→ Your objective: Find every line in the records below that holds the word "LogsApi" and copy it.

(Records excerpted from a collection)
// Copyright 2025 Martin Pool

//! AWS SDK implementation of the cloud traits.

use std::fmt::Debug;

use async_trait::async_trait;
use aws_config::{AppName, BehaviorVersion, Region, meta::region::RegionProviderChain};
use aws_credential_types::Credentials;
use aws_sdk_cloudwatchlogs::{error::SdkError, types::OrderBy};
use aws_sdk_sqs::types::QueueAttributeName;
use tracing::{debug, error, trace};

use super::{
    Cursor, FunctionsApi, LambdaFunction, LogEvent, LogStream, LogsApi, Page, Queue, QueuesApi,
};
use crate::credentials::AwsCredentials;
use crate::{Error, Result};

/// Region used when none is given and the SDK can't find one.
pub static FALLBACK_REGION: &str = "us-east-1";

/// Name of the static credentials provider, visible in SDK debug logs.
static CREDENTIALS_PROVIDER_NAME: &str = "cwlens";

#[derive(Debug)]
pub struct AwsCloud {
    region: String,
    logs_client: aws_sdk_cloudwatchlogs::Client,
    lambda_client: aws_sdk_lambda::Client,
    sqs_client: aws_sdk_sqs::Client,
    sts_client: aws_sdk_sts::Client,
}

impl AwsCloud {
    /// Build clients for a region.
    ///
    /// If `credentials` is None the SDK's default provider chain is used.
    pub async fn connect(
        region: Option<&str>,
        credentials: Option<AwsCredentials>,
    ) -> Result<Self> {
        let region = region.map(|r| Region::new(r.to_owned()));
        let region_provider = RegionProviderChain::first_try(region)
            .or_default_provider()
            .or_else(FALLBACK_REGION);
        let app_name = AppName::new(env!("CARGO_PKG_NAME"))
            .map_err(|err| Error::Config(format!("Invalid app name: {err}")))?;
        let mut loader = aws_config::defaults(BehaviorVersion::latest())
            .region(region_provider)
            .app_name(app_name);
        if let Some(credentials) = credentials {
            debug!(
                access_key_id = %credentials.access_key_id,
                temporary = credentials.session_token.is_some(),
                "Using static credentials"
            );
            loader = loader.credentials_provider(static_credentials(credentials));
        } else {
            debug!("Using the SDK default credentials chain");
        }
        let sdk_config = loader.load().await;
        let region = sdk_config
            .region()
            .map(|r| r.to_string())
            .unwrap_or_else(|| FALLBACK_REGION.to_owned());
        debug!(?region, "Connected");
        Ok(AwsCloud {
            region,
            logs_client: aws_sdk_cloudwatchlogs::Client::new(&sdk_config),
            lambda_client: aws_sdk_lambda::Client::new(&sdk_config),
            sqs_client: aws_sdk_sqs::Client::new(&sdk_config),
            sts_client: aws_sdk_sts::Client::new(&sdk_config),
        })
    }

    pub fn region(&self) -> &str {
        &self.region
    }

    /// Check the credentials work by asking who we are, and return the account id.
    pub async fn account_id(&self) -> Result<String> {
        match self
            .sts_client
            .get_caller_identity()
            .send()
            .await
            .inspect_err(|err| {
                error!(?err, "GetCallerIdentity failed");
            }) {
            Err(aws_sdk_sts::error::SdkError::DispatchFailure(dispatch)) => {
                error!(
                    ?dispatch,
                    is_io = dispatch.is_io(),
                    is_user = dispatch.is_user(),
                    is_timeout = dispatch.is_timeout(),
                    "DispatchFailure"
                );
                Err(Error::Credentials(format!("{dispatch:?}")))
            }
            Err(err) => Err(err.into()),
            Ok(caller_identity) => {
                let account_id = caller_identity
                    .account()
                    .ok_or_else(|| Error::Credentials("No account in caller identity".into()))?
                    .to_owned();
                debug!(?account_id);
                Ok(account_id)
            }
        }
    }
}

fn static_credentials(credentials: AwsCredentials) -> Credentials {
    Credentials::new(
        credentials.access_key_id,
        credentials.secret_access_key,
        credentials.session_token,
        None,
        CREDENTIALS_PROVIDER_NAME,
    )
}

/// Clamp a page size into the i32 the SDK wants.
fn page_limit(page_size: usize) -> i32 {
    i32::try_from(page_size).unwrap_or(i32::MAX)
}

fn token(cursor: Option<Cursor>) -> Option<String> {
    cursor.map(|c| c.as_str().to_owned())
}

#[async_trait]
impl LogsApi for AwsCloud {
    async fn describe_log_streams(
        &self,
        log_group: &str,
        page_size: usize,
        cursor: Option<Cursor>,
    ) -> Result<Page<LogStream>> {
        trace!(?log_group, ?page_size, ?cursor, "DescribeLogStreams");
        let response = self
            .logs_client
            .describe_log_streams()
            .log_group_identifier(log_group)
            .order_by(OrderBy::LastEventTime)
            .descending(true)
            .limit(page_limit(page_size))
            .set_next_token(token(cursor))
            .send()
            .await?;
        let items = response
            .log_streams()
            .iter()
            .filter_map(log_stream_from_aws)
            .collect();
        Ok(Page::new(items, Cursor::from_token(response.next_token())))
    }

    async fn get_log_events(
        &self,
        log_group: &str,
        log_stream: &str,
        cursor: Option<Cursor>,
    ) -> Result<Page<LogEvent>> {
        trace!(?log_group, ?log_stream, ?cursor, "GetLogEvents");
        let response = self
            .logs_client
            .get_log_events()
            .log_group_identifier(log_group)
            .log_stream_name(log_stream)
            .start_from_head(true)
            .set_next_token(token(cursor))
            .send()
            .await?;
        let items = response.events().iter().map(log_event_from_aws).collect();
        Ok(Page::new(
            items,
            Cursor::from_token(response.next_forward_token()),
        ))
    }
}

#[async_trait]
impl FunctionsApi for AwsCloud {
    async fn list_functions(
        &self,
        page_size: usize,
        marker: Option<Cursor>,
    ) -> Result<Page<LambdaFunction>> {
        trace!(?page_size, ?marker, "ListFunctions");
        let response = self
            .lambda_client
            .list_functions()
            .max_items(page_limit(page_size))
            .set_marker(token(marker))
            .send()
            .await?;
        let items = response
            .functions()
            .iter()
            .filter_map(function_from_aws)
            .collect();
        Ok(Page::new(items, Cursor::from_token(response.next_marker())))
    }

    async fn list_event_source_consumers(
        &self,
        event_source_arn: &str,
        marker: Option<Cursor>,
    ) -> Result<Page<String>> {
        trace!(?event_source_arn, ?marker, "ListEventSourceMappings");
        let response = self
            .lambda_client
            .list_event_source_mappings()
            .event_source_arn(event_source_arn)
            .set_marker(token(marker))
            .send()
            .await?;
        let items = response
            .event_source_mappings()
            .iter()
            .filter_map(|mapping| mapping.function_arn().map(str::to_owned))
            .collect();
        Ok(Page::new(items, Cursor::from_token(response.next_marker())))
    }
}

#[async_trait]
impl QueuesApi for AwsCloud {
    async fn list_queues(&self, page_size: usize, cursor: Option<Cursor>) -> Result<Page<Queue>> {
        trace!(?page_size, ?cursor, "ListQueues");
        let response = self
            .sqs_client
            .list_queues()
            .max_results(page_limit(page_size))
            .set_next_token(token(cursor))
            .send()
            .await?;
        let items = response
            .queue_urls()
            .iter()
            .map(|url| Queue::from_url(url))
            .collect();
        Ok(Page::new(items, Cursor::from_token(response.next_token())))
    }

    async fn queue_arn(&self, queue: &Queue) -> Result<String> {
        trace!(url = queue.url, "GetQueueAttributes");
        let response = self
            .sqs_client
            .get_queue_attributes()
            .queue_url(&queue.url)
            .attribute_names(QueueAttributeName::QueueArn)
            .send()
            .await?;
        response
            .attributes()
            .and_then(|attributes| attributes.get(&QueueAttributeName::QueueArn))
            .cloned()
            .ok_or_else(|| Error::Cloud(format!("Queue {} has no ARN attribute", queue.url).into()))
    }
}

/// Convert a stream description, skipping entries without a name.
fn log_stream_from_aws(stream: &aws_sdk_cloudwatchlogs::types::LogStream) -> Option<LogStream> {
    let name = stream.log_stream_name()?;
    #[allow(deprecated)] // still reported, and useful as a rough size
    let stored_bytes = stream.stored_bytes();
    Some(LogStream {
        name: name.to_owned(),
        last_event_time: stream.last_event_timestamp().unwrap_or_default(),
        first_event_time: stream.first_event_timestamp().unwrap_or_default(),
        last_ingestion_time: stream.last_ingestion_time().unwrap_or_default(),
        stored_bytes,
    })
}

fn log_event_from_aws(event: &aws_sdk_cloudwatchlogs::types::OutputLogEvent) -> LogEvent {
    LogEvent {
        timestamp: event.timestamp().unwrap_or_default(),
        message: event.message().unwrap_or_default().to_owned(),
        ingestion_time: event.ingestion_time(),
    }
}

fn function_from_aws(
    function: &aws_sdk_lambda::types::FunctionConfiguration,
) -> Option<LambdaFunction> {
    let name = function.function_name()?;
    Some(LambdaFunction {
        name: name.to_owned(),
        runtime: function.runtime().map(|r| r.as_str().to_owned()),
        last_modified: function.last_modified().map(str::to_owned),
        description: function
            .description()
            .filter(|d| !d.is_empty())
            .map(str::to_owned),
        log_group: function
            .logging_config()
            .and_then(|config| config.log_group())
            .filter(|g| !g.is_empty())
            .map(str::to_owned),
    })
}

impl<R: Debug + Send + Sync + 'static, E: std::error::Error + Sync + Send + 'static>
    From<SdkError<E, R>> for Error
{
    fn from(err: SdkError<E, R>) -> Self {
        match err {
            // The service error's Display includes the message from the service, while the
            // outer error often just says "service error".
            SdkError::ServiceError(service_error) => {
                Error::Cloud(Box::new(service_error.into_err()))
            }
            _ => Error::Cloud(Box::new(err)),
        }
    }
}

→ Worked solution:
    Cursor, FunctionsApi, LambdaFunction, LogEvent, LogStream, LogsApi, Page, Queue, QueuesApi,
impl LogsApi for AwsCloud {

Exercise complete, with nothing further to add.